The approaches described in this section could be pursued, but are not necessarily approaches that have been previously conceived or pursued. Therefore, unless otherwise indicated herein, the approaches described in this section are not prior art to the claims in this application and are not admitted to be prior art by inclusion in this section.
In data processing, data storage systems may manage access to user or application data stored as blocks of data on data storage devices. Data storage systems maintain location metadata identifying the location of user or application data for various purposes, such as for retrieving, storing, or updating the user or application data, properly associating other non-location metadata with the user or application data, cloning the user or application data, and as a part of system snapshots that captures the state of the user or application data at particular times. Traditional data storage systems may identify the location of user or application data or other non-location metadata by storing pointers to the physical block address of the user or application data or other non-location metadata.

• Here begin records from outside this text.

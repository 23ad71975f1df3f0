//! Canonical item store

use std::sync::Arc;

use serde_json::Value;
use tokio::sync::Mutex;

use super::key_value::{KeyValueStore, ITEMS_KEY};
use crate::error::Result;
use crate::models::{Item, ItemId};

/// Authoritative list of tracked items, keyed by id.
///
/// Every operation is one read-modify-write of the `items` key, serialized
/// by an internal lock so concurrent callers never interleave partial
/// updates.
pub struct ItemStore<S> {
    kv: Arc<S>,
    lock: Mutex<()>,
}

impl<S: KeyValueStore> ItemStore<S> {
    pub fn new(kv: Arc<S>) -> Self {
        Self {
            kv,
            lock: Mutex::new(()),
        }
    }

    /// All items, in storage order
    pub async fn get_all(&self) -> Result<Vec<Item>> {
        let _guard = self.lock.lock().await;
        self.load().await
    }

    /// Fetch an item by id
    pub async fn get(&self, id: &ItemId) -> Result<Option<Item>> {
        let _guard = self.lock.lock().await;
        Ok(self.load().await?.into_iter().find(|item| &item.id == id))
    }

    /// Insert or merge an item using last-write-wins on `updated_at`.
    ///
    /// Returns `false` when the stored version is newer and was kept.
    pub async fn upsert(&self, incoming: Item) -> Result<bool> {
        let _guard = self.lock.lock().await;
        let mut items = self.load().await?;

        let applied = match items.iter_mut().find(|item| item.id == incoming.id) {
            None => {
                items.push(incoming);
                true
            }
            Some(stored) if stored.is_superseded_by(&incoming) => {
                *stored = incoming;
                true
            }
            Some(stored) => {
                tracing::debug!(
                    "Kept stored item {} (updated_at {:?}) over older write ({:?})",
                    stored.id,
                    stored.updated_at,
                    incoming.updated_at
                );
                false
            }
        };

        if applied {
            self.save(&items).await?;
        }
        Ok(applied)
    }

    /// Remove an item; returns whether it existed
    pub async fn remove(&self, id: &ItemId) -> Result<bool> {
        let _guard = self.lock.lock().await;
        let mut items = self.load().await?;
        let before = items.len();
        items.retain(|item| &item.id != id);

        if items.len() == before {
            return Ok(false);
        }
        self.save(&items).await?;
        Ok(true)
    }

    /// Replace the whole set, collapsing duplicate ids by last-write-wins
    pub async fn replace_all(&self, incoming: Vec<Item>) -> Result<usize> {
        let _guard = self.lock.lock().await;
        let mut items: Vec<Item> = Vec::with_capacity(incoming.len());
        for item in incoming {
            match items.iter_mut().find(|existing| existing.id == item.id) {
                Some(existing) if existing.is_superseded_by(&item) => *existing = item,
                Some(_) => {}
                None => items.push(item),
            }
        }

        self.save(&items).await?;
        Ok(items.len())
    }

    async fn load(&self) -> Result<Vec<Item>> {
        match self.kv.get(ITEMS_KEY).await? {
            None | Some(Value::Null) => Ok(Vec::new()),
            Some(value) => Ok(serde_json::from_value(value)?),
        }
    }

    async fn save(&self, items: &[Item]) -> Result<()> {
        self.kv.set(ITEMS_KEY, serde_json::to_value(items)?).await
    }
}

In some data storage systems, data or metadata may frequently be re-located to new locations, such as to different storage units. For example, a storage administrator that administrates the storage of user or application data in a virtual data center may need to relocate certain data or metadata stored on one storage unit to a different storage unit of the virtual data center for many possible reasons, relating to but not limited to service level management of performance, data availability, system maintenance, error recovery, failure recovery, cost optimization, load balancing, and capacity management. Furthermore, a storage controller that administrates data and metadata stored in cloud computing and virtual data center environments may be able to obtain further storage units with ease and, thus, may move data and metadata even more frequently in such environments. In order to properly serve their function, data storage system records need to reflect the up-to-date location of data. Maintaining accurate data location records can be a cumbersome task in systems where data locations change frequently. New techniques for alleviating the burden of data location changes on data storage systems are needed.